Ses yeux émeraude s’illuminent. « Cette résurrection, ce come-back miraculeux, je l’ai vécu en direct. », s’exclame Nicolas Sauvage. 1992. La première fois que le Bisontin voit Paul Weller en concert. Les premiers pas en solo pour l’anglo-saxon. Après la disparition de Style Council dans le plus grand anonymat, l’ex-chanteur des Jam veut se relancer. Nicolas raconte, d’un ton enjoué : « Personne ne s’attendait à ce qu’il y ait un post-scriptum à son histoire musicale ».

C’est d’ailleurs cette période qui marque le plus Nicolas Sauvage. De ces souvenirs limpides, il se rappelle d’ « un concert acoustique, où il y avait trois cents personnes, dont énormément d’Anglais », une « impression d’être privilégié ». Parmi ses nombreux 45 tours tombés aux oubliettes, « Everything Has A Price To Pay » (Face B), l’ancien disquaire apprécie « ce titre exceptionnel dissimulé dans les zones d’ombre d’une discographie pléthorique ».

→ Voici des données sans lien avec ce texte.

use foldcmp_common::RelativePath;
use std::collections::HashMap;

/// Trie node built from a flat list of relative paths.
///
/// Children keep first-seen order; `index` maps a child name to its position.
/// `original_path` is set on nodes reached by a full input path.
#[derive(Debug, Clone, Default, PartialEq, Eq)]
pub struct TreeNode {
    name: String,
    children: Vec<TreeNode>,
    index: HashMap<String, usize>,
    original_path: Option<RelativePath>,
}

/// Display view of a node after collapsing its single-child chain
#[derive(Debug, Clone, PartialEq, Eq)]
pub struct CompressedNode<'a> {
    /// Chain segments joined with `/`
    pub display_name: String,
    /// Deepest node of the chain; its children are the view's children
    pub terminal: &'a TreeNode,
}

impl<'a> CompressedNode<'a> {
    pub fn original_path(&self) -> Option<&'a RelativePath> {
        self.terminal.original_path.as_ref()
    }

    /// No children below the chain: rendered as a file-like row
    pub fn is_leaf(&self) -> bool {
        self.terminal.children.is_empty()
    }

    pub fn children(&self) -> std::slice::Iter<'a, TreeNode> {
        self.terminal.children.iter()
    }
}

/// One flattened row of the compressed tree, in pre-order
#[derive(Debug, Clone, PartialEq, Eq)]
pub struct CompressedRow {
    pub depth: usize,
    pub display_name: String,
    pub original_path: Option<RelativePath>,
    pub is_folder: bool,
}

impl TreeNode {
    fn named(name: &str) -> Self {
        Self {
            name: name.to_string(),
            ..Default::default()
        }
    }

    /// Build a trie under an unnamed sentinel root.
    ///
    /// Paths are sorted first so the child order, and therefore the rendered
    /// order, does not depend on the order results were produced in.
    pub fn build(paths: &[RelativePath]) -> TreeNode {
        let mut sorted: Vec<&RelativePath> = paths.iter().filter(|p| !p.is_root()).collect();
        sorted.sort();
        sorted.dedup();

        let mut root = TreeNode::default();
        for path in sorted {
            let mut current = &mut root;
            for segment in path.segments() {
                let position = match current.index.get(segment) {
                    Some(&position) => position,
                    None => {
                        let position = current.children.len();
                        current.children.push(TreeNode::named(segment));
                        current.index.insert(segment.to_string(), position);
                        position
                    }
                };
                current = &mut current.children[position];
            }
            current.original_path = Some(path.clone());
        }
        root
    }

    pub fn name(&self) -> &str {
        &self.name
    }

    pub fn original_path(&self) -> Option<&RelativePath> {
        self.original_path.as_ref()
    }

    /// True when an input path ends at this node
    pub fn is_terminal(&self) -> bool {
        self.original_path.is_some()
    }

    pub fn children(&self) -> std::slice::Iter<'_, TreeNode> {
        self.children.iter()
    }

    pub fn child(&self, name: &str) -> Option<&TreeNode> {
        self.index.get(name).map(|&position| &self.children[position])
    }

    pub fn is_empty(&self) -> bool {
        self.children.is_empty()
    }

    /// Collapse the chain of single-child descendants below this node.
    ///
    /// The walk stops at a node with zero or several children, and also at a
    /// terminal node, so an input path is never hidden inside a collapsed row.
    /// Pure: calling it on the returned `terminal` yields that same node.
    pub fn compress(&self) -> CompressedNode<'_> {
        let mut segments = vec![self.name.as_str()];
        let mut current = self;
        while current.children.len() == 1 && !current.is_terminal() {
            current = &current.children[0];
            segments.push(current.name.as_str());
        }
        CompressedNode {
            display_name: segments.join("/"),
            terminal: current,
        }
    }

    /// Pre-order rows of the compressed tree below this (sentinel) node
    pub fn rows(&self) -> Vec<CompressedRow> {
        let mut rows = Vec::new();
        for child in &self.children {
            child.push_rows(0, &mut rows);
        }
        rows
    }

    fn push_rows(&self, depth: usize, rows: &mut Vec<CompressedRow>) {
        let view = self.compress();
        rows.push(CompressedRow {
            depth,
            display_name: view.display_name.clone(),
            original_path: view.original_path().cloned(),
            is_folder: !view.is_leaf(),
        });
        for child in view.children() {
            child.push_rows(depth + 1, rows);
        }
    }

    /// Every original path reachable through the compressed view
    pub fn original_paths(&self) -> Vec<RelativePath> {
        self.rows()
            .into_iter()
            .filter_map(|row| row.original_path)
            .collect()
    }
}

Bras croisés, Nicolas Sauvage convoque le « puzzle » pour narrer la carrière de Paul Weller. Dans son dernier album en date, le conférencier remarque la chanson « White Horses ». Le passionné parle d’ « un rapport vraiment épidermique » à ce morceau qui pourrait « se dispenser de toute instrumentation ». La voix de Weller le bouleverse, à chaque écoute. 

Par ce livre, l’ambition de Nicolas Sauvage est de faire découvrir Paul Weller et d’éveiller la curiosité. Car aujourd’hui, les cassettes et les vinyles ne sont plus. Le Bisontin déplore l’ère de Youtube, Deezer ou Spotify, qui témoigne d’un changement dans le rapport à la musique, la fin d’une consommation collective. Dans son ancien métier de disquaire, Nicolas donnait des clefs aux acheteurs pour qu’ils découvrent d’autres artistes. Pour le conférencier, prendre le temps de lire un livre, « ça peut marcher aussi bien que trois clics sur internet ».